=== Directions for this task ===
Look through the listing below and write out exactly the lines from the line with "to the default service account" to the line with "variables.merge(&overrides.variables);", both included, and no others.

=== Task data ===
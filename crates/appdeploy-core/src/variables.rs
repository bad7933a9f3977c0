//! Variable resolution
//!
//! Source-declared variables and explicit overrides are merged into a single
//! [`ProcessVariables`], which is then frozen for the rest of the run. A few
//! keys are special and drive the deployment itself:
//!
//! - `namespace`: destination namespace (string, defaults to `default`)
//! - `imagePullSecrets`: secrets attached to the default service account
//! - `manageCronjobs`: whether cronjobs take part in reconciliation

use serde::{Deserialize, Serialize};
use serde_json::Value as JsonValue;

use crate::error::{CoreError, Result};
use crate::values::Values;

/// Namespace used when no variable selects one
pub const DEFAULT_NAMESPACE: &str = "default";

pub const NAMESPACE_KEY: &str = "namespace";
pub const IMAGE_PULL_SECRETS_KEY: &str = "imagePullSecrets";
pub const MANAGE_CRONJOBS_KEY: &str = "manageCronjobs";

/// Resolved variables for one run
///
/// Serialized field names are the names templates see at the top level of
/// their context (`namespace`, `variables.<key>`, ...).
#[derive(Debug, Clone, PartialEq, Serialize, Deserialize)]
pub struct ProcessVariables {
    /// Destination namespace
    pub namespace: String,

    /// Image pull secrets for the default service account
    pub image_pull_secrets: Vec<String>,

    /// Include cronjobs in reconciliation
    pub manage_cronjobs: bool,

    /// Free-form variables (source merged with overrides)
    pub variables: Values,
}

impl Default for ProcessVariables {
    fn default() -> Self {
        Self {
            namespace: DEFAULT_NAMESPACE.to_string(),
            image_pull_secrets: Vec::new(),
            manage_cronjobs: false,
            variables: Values::new(),
        }
    }
}

impl ProcessVariables {
    /// Resolve variables from the source and the run's overrides
    ///
    /// Overrides win over source-declared values for identical keys. The
    /// image-pull-secret list and the cronjob flag from `overrides` replace
    /// whatever the source declared.
    pub fn resolve(source: Values, overrides: &Overrides) -> Result<Self> {
        let mut variables = source;
        variables.merge(&overrides.variables);

        let namespace = match variables.get_key(NAMESPACE_KEY) {
            Some(JsonValue::String(ns)) if !ns.is_empty() => ns.clone(),
            _ => DEFAULT_NAMESPACE.to_string(),
        };

        let image_pull_secrets = match &overrides.image_pull_secrets {
            Some(secrets) => secrets.clone(),
            None => string_list(&variables, IMAGE_PULL_SECRETS_KEY)?,
        };

        let manage_cronjobs = match overrides.manage_cronjobs {
            Some(flag) => flag,
            None => bool_flag(&variables, MANAGE_CRONJOBS_KEY)?,
        };

        Ok(Self {
            namespace,
            image_pull_secrets,
            manage_cronjobs,
            variables,
        })
    }

    /// Look up a free-form variable by top-level key
    pub fn variable(&self, key: &str) -> Option<&JsonValue> {
        self.variables.get_key(key)
    }
}

fn string_list(values: &Values, key: &str) -> Result<Vec<String>> {
    match values.get_key(key) {
        None | Some(JsonValue::Null) => Ok(Vec::new()),
        Some(JsonValue::Array(items)) => items
            .iter()
            .map(|item| {
                item.as_str()
                    .map(str::to_string)
                    .ok_or_else(|| CoreError::InvalidVariable {
                        key: key.to_string(),
                        message: format!("expected a list of strings, found {}", item),
                    })
            })
            .collect(),
        Some(other) => Err(CoreError::InvalidVariable {
            key: key.to_string(),
            message: format!("expected a list of strings, found {}", other),
        }),
    }
}

fn bool_flag(values: &Values, key: &str) -> Result<bool> {
    match values.get_key(key) {
        None | Some(JsonValue::Null) => Ok(false),
        Some(JsonValue::Bool(flag)) => Ok(*flag),
        Some(other) => Err(CoreError::InvalidVariable {
            key: key.to_string(),
            message: format!("expected a boolean, found {}", other),
        }),
    }
}

/// Explicit overrides for a run, usually coming from the command line
#[derive(Debug, Clone, Default)]
pub struct Overrides {
    /// Variables merged over the source's variables
    pub variables: Values,

    /// Replaces the source's image pull secrets when set
    pub image_pull_secrets: Option<Vec<String>>,

    /// Replaces the source's cronjob flag when set
    pub manage_cronjobs: Option<bool>,
}

impl Overrides {
    pub fn new() -> Self {
        Self::default()
    }

    /// Set override variables
    pub fn with_variables(mut self, variables: Values) -> Self {
        self.variables = variables;
        self
    }

    /// Replace the image pull secrets
    pub fn with_image_pull_secrets(mut self, secrets: Vec<String>) -> Self {
        self.image_pull_secrets = Some(secrets);
        self
    }

    /// Force cronjob management on or off
    pub fn with_manage_cronjobs(mut self, manage: bool) -> Self {
        self.manage_cronjobs = Some(manage);
        self
    }
}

=== Result of this exercise ===
//! - `imagePullSecrets`: secrets attached to the default service account
//! - `manageCronjobs`: whether cronjobs take part in reconciliation

use serde::{Deserialize, Serialize};
use serde_json::Value as JsonValue;

use crate::error::{CoreError, Result};
use crate::values::Values;

/// Namespace used when no variable selects one
pub const DEFAULT_NAMESPACE: &str = "default";

pub const NAMESPACE_KEY: &str = "namespace";
pub const IMAGE_PULL_SECRETS_KEY: &str = "imagePullSecrets";
pub const MANAGE_CRONJOBS_KEY: &str = "manageCronjobs";

/// Resolved variables for one run
///
/// Serialized field names are the names templates see at the top level of
/// their context (`namespace`, `variables.<key>`, ...).
#[derive(Debug, Clone, PartialEq, Serialize, Deserialize)]
pub struct ProcessVariables {
    /// Destination namespace
    pub namespace: String,

    /// Image pull secrets for the default service account
    pub image_pull_secrets: Vec<String>,

    /// Include cronjobs in reconciliation
    pub manage_cronjobs: bool,

    /// Free-form variables (source merged with overrides)
    pub variables: Values,
}

impl Default for ProcessVariables {
    fn default() -> Self {
        Self {
            namespace: DEFAULT_NAMESPACE.to_string(),
            image_pull_secrets: Vec::new(),
            manage_cronjobs: false,
            variables: Values::new(),
        }
    }
}

impl ProcessVariables {
    /// Resolve variables from the source and the run's overrides
    ///
    /// Overrides win over source-declared values for identical keys. The
    /// image-pull-secret list and the cronjob flag from `overrides` replace
    /// whatever the source declared.
    pub fn resolve(source: Values, overrides: &Overrides) -> Result<Self> {
        let mut variables = source;
        variables.merge(&overrides.variables);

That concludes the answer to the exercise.